Review A:
"I have discovered that the most interesting music consists simply of aligning loops in unison and letting them slowly phase out of sync with each other" (Steve Reich)
It's not easy to assign a precise classification to the monumental work of the father of minimalism (alongside Terry Riley). This box set "Phases" (from 2006) reconstructs the highlights of the work of what the Village Voice calls "the greatest living American composer".
In the Reichian world, we find intact the aesthetic and stylistic motifs that have led to his enormous spread in Europe first and also across the channel: the frantic search for Minimal Tonal Variation that multiplies, fractures, repeats and recomposes into an obsessive and continuous puzzle without interruptions, without subdivisions of any kind into a unicuum devoid of spatial/temporal placement. A frantic search bordering on obsessiveness started with the study and fine-tuning of "phasing", practically the superimposition of various voices with disorienting effects indebted to certain explorations in twelve-tone music (a pursuit also continued by the young Philip Glass, much more famous even in non-experimental circuits) and continued with other studies adjacent to the decomposition of the minimal sound unit: the basic nucleus of entire musicality.
Regardless, with this monumental work, Maestro Reich marks a fundamental milestone in his human and artistic journey and unfolds, one after the other, 5 works that are now milestones of his career: starting with "Music for 18 Musicians" and concluding with the suite of "Drumming", a 1971 work still very current: 90 minutes of percussion on female vocal bases and flute that already outlined still uncharted sound openings.

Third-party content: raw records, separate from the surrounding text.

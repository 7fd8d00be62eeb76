// ABOUTME: TransportCandidate: one concrete way (CLI binary or socket) to reach an engine.
// ABOUTME: A resolved client is bound to exactly one of these for its lifetime.

use super::operation::RequestBuilder;
use std::fmt;
use std::path::{Path, PathBuf};

/// A socket path plus the builder that turns operations into requests on it.
#[derive(Clone)]
pub struct SocketCandidate {
    pub path: PathBuf,
    pub request: RequestBuilder,
}

impl fmt::Debug for SocketCandidate {
    fn fmt(&self, f: &mut fmt::Formatter<'_>) -> fmt::Result {
        f.debug_struct("SocketCandidate")
            .field("path", &self.path)
            .finish_non_exhaustive()
    }
}

/// One way to reach a runtime.
#[derive(Debug, Clone)]
pub enum TransportCandidate {
    Cli { binary: &'static str },
    Socket(SocketCandidate),
}

impl TransportCandidate {
    pub fn kind(&self) -> TransportKind {
        match self {
            TransportCandidate::Cli { .. } => TransportKind::Cli,
            TransportCandidate::Socket(_) => TransportKind::Socket,
        }
    }

    pub fn binary(&self) -> Option<&'static str> {
        match self {
            TransportCandidate::Cli { binary } => Some(binary),
            TransportCandidate::Socket(_) => None,
        }
    }

    pub fn socket_path(&self) -> Option<&Path> {
        match self {
            TransportCandidate::Cli { .. } => None,
            TransportCandidate::Socket(socket) => Some(&socket.path),
        }
    }
}

impl fmt::Display for TransportCandidate {
    fn fmt(&self, f: &mut fmt::Formatter<'_>) -> fmt::Result {
        match self {
            TransportCandidate::Cli { binary } => write!(f, "cli {}", binary),
            TransportCandidate::Socket(socket) => write!(f, "socket {}", socket.path.display()),
        }
    }
}

/// Transport a client talks over.
#[derive(Debug, Clone, Copy, PartialEq, Eq)]
pub enum TransportKind {
    /// Host platform; nothing is contacted.
    Noop,
    Cli,
    Socket,
}

impl fmt::Display for TransportKind {
    fn fmt(&self, f: &mut fmt::Formatter<'_>) -> fmt::Result {
        let s = match self {
            TransportKind::Noop => "noop",
            TransportKind::Cli => "cli",
            TransportKind::Socket => "socket",
        };
        f.write_str(s)
    }
}
// ABOUTME: Test support utilities.
// ABOUTME: Scripted prober, fake CLI binaries and a fake engine socket.

use std::sync::Once;

// Each test binary only uses some of these helpers.
#[allow(dead_code)]
pub mod fake_bin;
#[allow(dead_code)]
pub mod fake_engine;
#[allow(dead_code)]
pub mod fake_prober;

static TRACING_INIT: Once = Once::new();

/// Initialize tracing for tests. Safe to call multiple times.
#[allow(dead_code)]
pub fn init_tracing() {
    TRACING_INIT.call_once(|| {
        use tracing_subscriber::EnvFilter;
        let filter = EnvFilter::from_default_env().add_directive("hatch=debug".parse().unwrap());
        tracing_subscriber::fmt()
            .with_env_filter(filter)
            .with_test_writer()
            .try_init()
            .ok();
    });
}
// ABOUTME: Client that drives an engine through its CLI binary.
// ABOUTME: Each operation builds an argv, runs the capability guard for that argv, then invokes it.

use super::sealed::Sealed;
use super::{LifecycleClient, LifecycleError, OperationOutput};
use crate::probe::{PermissionState, PermissionVerdict, Prober, locate_binary};
use crate::runtime::identity::RuntimeIdentity;
use crate::runtime::operation::{ArgvBuilder, Operation, OperationKind};
use crate::runtime::transport::TransportKind;
use async_trait::async_trait;
use bytes::Bytes;
use serde::Deserialize;
use std::fmt;
use std::io;
use std::process::Stdio;
use std::sync::Arc;
use tokio::process::Command;

/// Whether CLI operations re-probe their exact argv before running it.
#[derive(Debug, Clone, Copy, Default, PartialEq, Eq, Deserialize)]
#[serde(rename_all = "lowercase")]
pub enum PreflightPolicy {
    /// Re-probe before every call. Verdicts are never cached.
    #[default]
    Always,
    Never,
}

pub struct CliClient {
    identity: RuntimeIdentity,
    binary: &'static str,
    argv: ArgvBuilder,
    prober: Arc<dyn Prober>,
    preflight: PreflightPolicy,
}

impl CliClient {
    pub fn new(
        identity: RuntimeIdentity,
        binary: &'static str,
        argv: ArgvBuilder,
        prober: Arc<dyn Prober>,
    ) -> Self {
        Self {
            identity,
            binary,
            argv,
            prober,
            preflight: PreflightPolicy::default(),
        }
    }

    pub fn preflight(mut self, preflight: PreflightPolicy) -> Self {
        self.preflight = preflight;
        self
    }

    pub fn binary(&self) -> &'static str {
        self.binary
    }

    /// Argument vector for `op`, or `Unsupported` if the engine has none.
    pub fn build_args(&self, op: &Operation<'_>) -> Result<Vec<String>, LifecycleError> {
        (self.argv)(op).ok_or(LifecycleError::Unsupported {
            operation: op.kind(),
            identity: self.identity,
        })
    }

    /// Check that `args` may be run right now.
    ///
    /// A probe that ran and exited non-zero passes: the guard only answers
    /// "can this be invoked", and the real call reports its own failure.
    pub async fn guard(
        &self,
        operation: OperationKind,
        args: &[String],
    ) -> Result<PermissionVerdict, LifecycleError> {
        let verdict = self.prober.subprocess_capability(self.binary, args).await;
        match verdict.state {
            PermissionState::Granted => Ok(verdict),
            PermissionState::Denied => Err(LifecycleError::PermissionDenied {
                operation,
                binary: self.binary.to_string(),
                message: verdict.to_string(),
            }),
            PermissionState::Unavailable => Err(LifecycleError::Unavailable {
                operation,
                message: verdict.to_string(),
            }),
            PermissionState::Error => Err(LifecycleError::transport(operation, verdict)),
        }
    }

    /// Run the binary with `args` and normalize its result.
    ///
    /// The binary is looked up on the prober's search path, so the program
    /// that runs is the one the guard vetted.
    pub async fn invoke(
        &self,
        operation: OperationKind,
        args: &[String],
    ) -> Result<OperationOutput, LifecycleError> {
        let search_path = self.prober.binary_search_path();
        let program = locate_binary(self.binary, search_path.as_ref()).map_err(|e| {
            LifecycleError::Unavailable {
                operation,
                message: format!("{} not found: {}", self.binary, e),
            }
        })?;

        tracing::debug!(binary = self.binary, ?args, "invoking");

        let output = Command::new(&program)
            .args(args)
            .stdin(Stdio::null())
            .stdout(Stdio::piped())
            .stderr(Stdio::piped())
            .kill_on_drop(true)
            .output()
            .await
            .map_err(|e| self.map_spawn_error(operation, e))?;

        let success = output.status.success();
        let status = output.status.code().unwrap_or(-1);
        if !success {
            tracing::debug!(binary = self.binary, status, "command failed");
        }

        Ok(OperationOutput {
            operation,
            status,
            success,
            output: Bytes::from(if success { output.stdout } else { output.stderr }),
        })
    }

    fn map_spawn_error(&self, operation: OperationKind, e: io::Error) -> LifecycleError {
        match e.kind() {
            io::ErrorKind::NotFound => LifecycleError::Unavailable {
                operation,
                message: format!("{} not found: {}", self.binary, e),
            },
            io::ErrorKind::PermissionDenied => LifecycleError::PermissionDenied {
                operation,
                binary: self.binary.to_string(),
                message: e.to_string(),
            },
            _ => LifecycleError::transport(operation, format!("failed to run {}: {}", self.binary, e)),
        }
    }
}

impl fmt::Debug for CliClient {
    fn fmt(&self, f: &mut fmt::Formatter<'_>) -> fmt::Result {
        f.debug_struct("CliClient")
            .field("identity", &self.identity)
            .field("binary", &self.binary)
            .field("preflight", &self.preflight)
            .finish_non_exhaustive()
    }
}

impl Sealed for CliClient {}

#[async_trait]
impl LifecycleClient for CliClient {
    fn identity(&self) -> RuntimeIdentity {
        self.identity
    }

    fn transport(&self) -> TransportKind {
        TransportKind::Cli
    }

    async fn execute(&self, op: Operation<'_>) -> Result<OperationOutput, LifecycleError> {
        let operation = op.kind();
        tracing::debug!(
            identity = %self.identity,
            %operation,
            target = op.target().map(|name| name.as_str()),
            "cli operation"
        );
        let args = self.build_args(&op)?;

        if self.preflight == PreflightPolicy::Always {
            self.guard(operation, &args).await?;
        }

        self.invoke(operation, &args).await
    }
}
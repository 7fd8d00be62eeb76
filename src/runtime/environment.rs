// ABOUTME: Snapshot of the process environment used for socket-path defaulting.
// ABOUTME: Reads UID, HOME, KUBECONFIG and in-cluster markers once.

use std::path::PathBuf;

/// Environment inputs consulted when building socket candidates.
#[derive(Debug, Clone, Default, PartialEq, Eq)]
pub struct HostEnv {
    pub uid: Option<String>,
    pub home: Option<PathBuf>,
    /// `KUBECONFIG` override.
    pub kubeconfig: Option<PathBuf>,
    /// Running inside a Kubernetes pod.
    pub in_cluster: bool,
}

impl HostEnv {
    pub fn from_process() -> Self {
        Self {
            uid: current_uid(),
            home: non_empty_var("HOME").map(PathBuf::from),
            kubeconfig: non_empty_var("KUBECONFIG")
                .and_then(|value| std::env::split_paths(&value).find(|p| !p.as_os_str().is_empty())),
            in_cluster: non_empty_var("KUBERNETES_SERVICE_HOST").is_some(),
        }
    }

    /// `$KUBECONFIG`, else `$HOME/.kube/config`.
    pub fn kubeconfig_path(&self) -> Option<PathBuf> {
        self.kubeconfig
            .clone()
            .or_else(|| self.home.as_ref().map(|home| home.join(".kube").join("config")))
    }

    pub fn rootless_podman_socket(&self) -> Option<PathBuf> {
        self.uid
            .as_ref()
            .map(|uid| PathBuf::from(format!("/run/user/{}/podman/podman.sock", uid)))
    }
}

fn non_empty_var(key: &str) -> Option<String> {
    std::env::var(key).ok().filter(|v| !v.is_empty())
}

fn current_uid() -> Option<String> {
    non_empty_var("UID").or_else(|| {
        std::fs::read_to_string("/proc/self/status")
            .ok()
            .and_then(|s| {
                s.lines()
                    .find(|l| l.starts_with("Uid:"))
                    .and_then(|l| l.split_whitespace().nth(1))
                    .map(|s| s.to_string())
            })
    })
}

A truly exhaustive work this "Phases", but one that's difficult to endure in its entirety (unless listened to as a sound background in entirely different contexts) given the slow and inexhaustible obsessive cyclicity and often unsettling microvariations often imperceptible to the less attentive ear.
Yes, it's beautiful but to be savored in small doses and at particular moments of the day, when you want to distance yourself from this world and perceive other dimensions I dare say "extraterrestrial". A difficult judgment that leaves me halfway, but I opt for the maximum: Rating 5 stars!
Stronko
Review B:
Din din din din din din din din din din din din din din din din don din din din din din don din din din din din din din din din din din din din din din don din din din din din din din din din din don din din din din din …
well, if you've noticed the DON among the many DIN, you are ready to listen to this terrifyingly convoluted double-handed trick and delve into the hallucinatory landscape of this minimalist wrist-slashing music (the one for rapid bleeding, so to speak!).
I, who can't stand the DONs even in Church, tell you right away that this album often makes my head spin, and not only that.
One CD wasn't enough but a full 5 bricks of breath-takingly verbose repetitiveness. Already halfway through the first one, you want to throw them all in the trash compactor and even put on Povia in the CD player.
Oh yes, here lies the Summa, the Gotha of American Intelligentsia (Kronos Quartet, Pat Metheny, Philip Glass among the musicians featured) but that doesn't change the fact that, upon reaching the 3rd CD and if you're even slightly inclined to frustration, you want to tell this whole useless, arrogant, introspective, intellectual elite—closed in on itself making music that "leads to nothing"—a resounding "who gives a damn?!". Let's say, it's nice and even pleasant in small doses, like as background when you cut onions or watch Porta a Porta on TV. But DO NOT listen to it with true intention.
There's enough to really shoot yourself in the nuts. A judgment that leaves me halfway satisfied, but I opt for the minimum: rating 1 star.